Step 5: But hold on, weren’t there some changes to Paternity Pay earlier this year? Can we share my maternity leave?
Yes. There is now a new scheme called Additional Paternity Leave, which only applies to babies born on or after 3 April 2011. Additional Paternity Leave is for a maximum of 26 weeks but can only be taken between 20 weeks and one year after the child is born or placed for adoption. Entitlement to Additional Statutory Paternity Pay arises during your partner's Statutory Maternity Pay, Maternity Allowance or Adoption Pay period and is at the rate of £128.73 a week or 90 per cent of your average weekly earnings, if that is less.
Additional Statutory Paternity Pay is paid if you either:
- take Additional Paternity Leave
- are not working for the purposes of caring for your child, during your partner's Statutory Maternity Pay, Maternity Allowance or Statutory Adoption Pay period
To qualify for Additional Paternity Leave you must be an employee and the mother (or adopter) must have started working again and any relevant payment must have stopped, with at least two weeks of the 39 week payment period remaining.
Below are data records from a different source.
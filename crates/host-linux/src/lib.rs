//! Linux adapters that talk to a live cluster through the `ceph` and
//! `kubectl` command line tools.

pub mod ceph_config;
pub mod executor;
pub mod kubectl;
pub mod osd_tree;

pub use ceph_config::CephConfigWriter;
pub use executor::ProcessExecutor;
pub use kubectl::KubectlWorkloads;
pub use osd_tree::OsdTreeQuery;
//! Persistence for the three tables the bridge owns: per-tenant sync state,
//! label mappings, and the outbound emission audit trail.
//!
//! Every store is a trait with a Postgres backend ([`postgres`]) and an
//! in-memory backend ([`memory`]) used by tests and embedded setups.

pub mod memory;
pub mod postgres;

use crate::error::BridgeError;
use crate::mapper::{LabelMapping, MappingDirection};
use async_trait::async_trait;
use chrono::{DateTime, Utc};
use serde::{Deserialize, Serialize};
use uuid::Uuid;

/// Per-tenant poll progress over the labeler's event stream.
#[derive(Debug, Clone, PartialEq, Eq, Serialize, Deserialize)]
#[serde(rename_all = "camelCase")]
pub struct SyncState {
    pub tenant_id: String,
    /// Opaque cursor from the labeler; `None` before the first successful poll.
    pub last_synced_cursor: Option<String>,
    pub last_synced_at: Option<DateTime<Utc>>,
    pub sync_enabled: bool,
    pub created_at: DateTime<Utc>,
    pub updated_at: DateTime<Utc>,
}

/// Partial update for [`SyncState`]; `None` fields are left untouched.
#[derive(Debug, Clone, Default, PartialEq, Eq)]
pub struct SyncStateUpdate {
    pub last_synced_cursor: Option<String>,
    pub last_synced_at: Option<DateTime<Utc>>,
    pub sync_enabled: Option<bool>,
}

/// Cursor and enablement persistence, one row per tenant.
#[async_trait]
pub trait SyncStateStore: Send + Sync {
    async fn get(&self, tenant_id: &str) -> Result<Option<SyncState>, BridgeError>;

    /// Insert-or-update: missing rows are created with defaults (enabled,
    /// no cursor); existing rows only change the fields the update carries.
    /// `updated_at` always bumps.
    async fn upsert(
        &self,
        tenant_id: &str,
        update: SyncStateUpdate,
    ) -> Result<SyncState, BridgeError>;

    async fn list_enabled_tenants(&self) -> Result<Vec<String>, BridgeError>;
}

/// A stored label mapping row.
#[derive(Debug, Clone, PartialEq, Eq, Serialize, Deserialize)]
#[serde(rename_all = "camelCase")]
pub struct LabelMappingRecord {
    pub id: Uuid,
    pub tenant_id: String,
    pub policy_type: String,
    pub label_value: String,
    pub direction: MappingDirection,
    pub created_at: DateTime<Utc>,
}

impl LabelMappingRecord {
    /// Strip storage identity, leaving the translation rule.
    pub fn mapping(&self) -> LabelMapping {
        LabelMapping {
            policy_type: self.policy_type.clone(),
            label_value: self.label_value.clone(),
            direction: self.direction,
        }
    }
}

/// Per-tenant mapping rows, unique on `(tenant, policy_type, label_value)`.
#[async_trait]
pub trait MappingStore: Send + Sync {
    async fn list(&self, tenant_id: &str) -> Result<Vec<LabelMappingRecord>, BridgeError>;

    /// Insert a row, or update `direction` only when the identity already
    /// exists.
    async fn upsert(
        &self,
        tenant_id: &str,
        mapping: LabelMapping,
    ) -> Result<LabelMappingRecord, BridgeError>;

    /// Remove one row; returns whether anything was deleted.
    async fn delete(
        &self,
        tenant_id: &str,
        policy_type: &str,
        label_value: &str,
    ) -> Result<bool, BridgeError>;
}

/// Status of one outbound emission attempt.
#[derive(Debug, Clone, Copy, PartialEq, Eq, Serialize, Deserialize)]
#[serde(rename_all = "SCREAMING_SNAKE_CASE")]
pub enum EmissionStatus {
    Pending,
    Success,
    RetryableError,
}

impl EmissionStatus {
    pub fn as_str(&self) -> &'static str {
        match self {
            Self::Pending => "PENDING",
            Self::Success => "SUCCESS",
            Self::RetryableError => "RETRYABLE_ERROR",
        }
    }

    pub fn parse(s: &str) -> Option<Self> {
        match s {
            "PENDING" => Some(Self::Pending),
            "SUCCESS" => Some(Self::Success),
            "RETRYABLE_ERROR" => Some(Self::RetryableError),
            _ => None,
        }
    }
}

/// Request-side fields of an emission attempt, captured before the call.
#[derive(Debug, Clone, PartialEq, Eq)]
pub struct NewEmittedEvent {
    pub tenant_id: String,
    pub event_type: String,
    pub subject_did: Option<String>,
    pub subject_uri: Option<String>,
    pub platform_action_id: Option<String>,
    pub platform_correlation_id: Option<String>,
}

/// One audit row: an emission attempt and its outcome.
#[derive(Debug, Clone, PartialEq, Eq, Serialize, Deserialize)]
#[serde(rename_all = "camelCase")]
pub struct EmittedEventRecord {
    pub id: Uuid,
    pub tenant_id: String,
    pub event_type: String,
    pub subject_did: Option<String>,
    pub subject_uri: Option<String>,
    pub platform_action_id: Option<String>,
    pub platform_correlation_id: Option<String>,
    pub external_response: Option<serde_json::Value>,
    pub status: EmissionStatus,
    pub error: Option<String>,
    pub retry_count: i32,
    pub created_at: DateTime<Utc>,
}

/// Append-then-update audit trail for outbound emissions. Rows are never
/// deleted by the bridge; `RETRYABLE_ERROR` rows are the reconciliation
/// anchor for an external retry scheduler.
#[async_trait]
pub trait AuditStore: Send + Sync {
    /// Insert a `PENDING` row and return its generated id. Must be called
    /// (and be durable) before the remote call begins.
    async fn insert_pending(&self, event: NewEmittedEvent) -> Result<Uuid, BridgeError>;

    /// Terminal transition on HTTP success. Last write wins.
    async fn mark_success(
        &self,
        id: Uuid,
        response: serde_json::Value,
    ) -> Result<(), BridgeError>;

    /// Terminal transition on failure. Last write wins.
    async fn mark_retryable(&self, id: Uuid, error: &str) -> Result<(), BridgeError>;

    async fn get(&self, id: Uuid) -> Result<Option<EmittedEventRecord>, BridgeError>;

    /// Rows for a tenant in a given status, oldest first. Backed by the
    /// `(tenant_id, status)` index; this is the reconciler's entry point.
    async fn list_by_status(
        &self,
        tenant_id: &str,
        status: EmissionStatus,
    ) -> Result<Vec<EmittedEventRecord>, BridgeError>;
}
You must also intend to care for the child during your Additional Statutory Paternity Pay period (i.e. you can’t claim for childcare costs on your Tax Credit form as well!)
Step 6: Will my maternity pay or Statutory Maternity Pay or my partner’s paternity pay or SPP affect our benefits or tax credits?
Statutory Maternity Pay and SPP are treated as employment income so they are unlikely to affect your benefit in payment as they cannot exceed your regular wage. Once you have your baby, you may be able to claim (more) tax credits and if you are receiving Statutory Maternity Pay, you may still claim Income Support to top up your income, if appropriate.
Tax credits and Disability Living Allowance are not affected by Maternity Allowance, but it may affect any of the following benefits which may be reduced or stopped:
- Employment and Support Allowance
- Carer's Allowance
- Bereavement Benefits
- Income Support
- Jobseeker's Allowance will stop
If you are not entitled to Maternity Allowance, or when it stops, you may be able to claim for Employment and Support Allowance instead.
So there you have it, a full run down of the pay you may get while having a baby. Next week we’ll look at the tax credits and benefits having small people can bring you- and whether it’s enough to keep you in nappies!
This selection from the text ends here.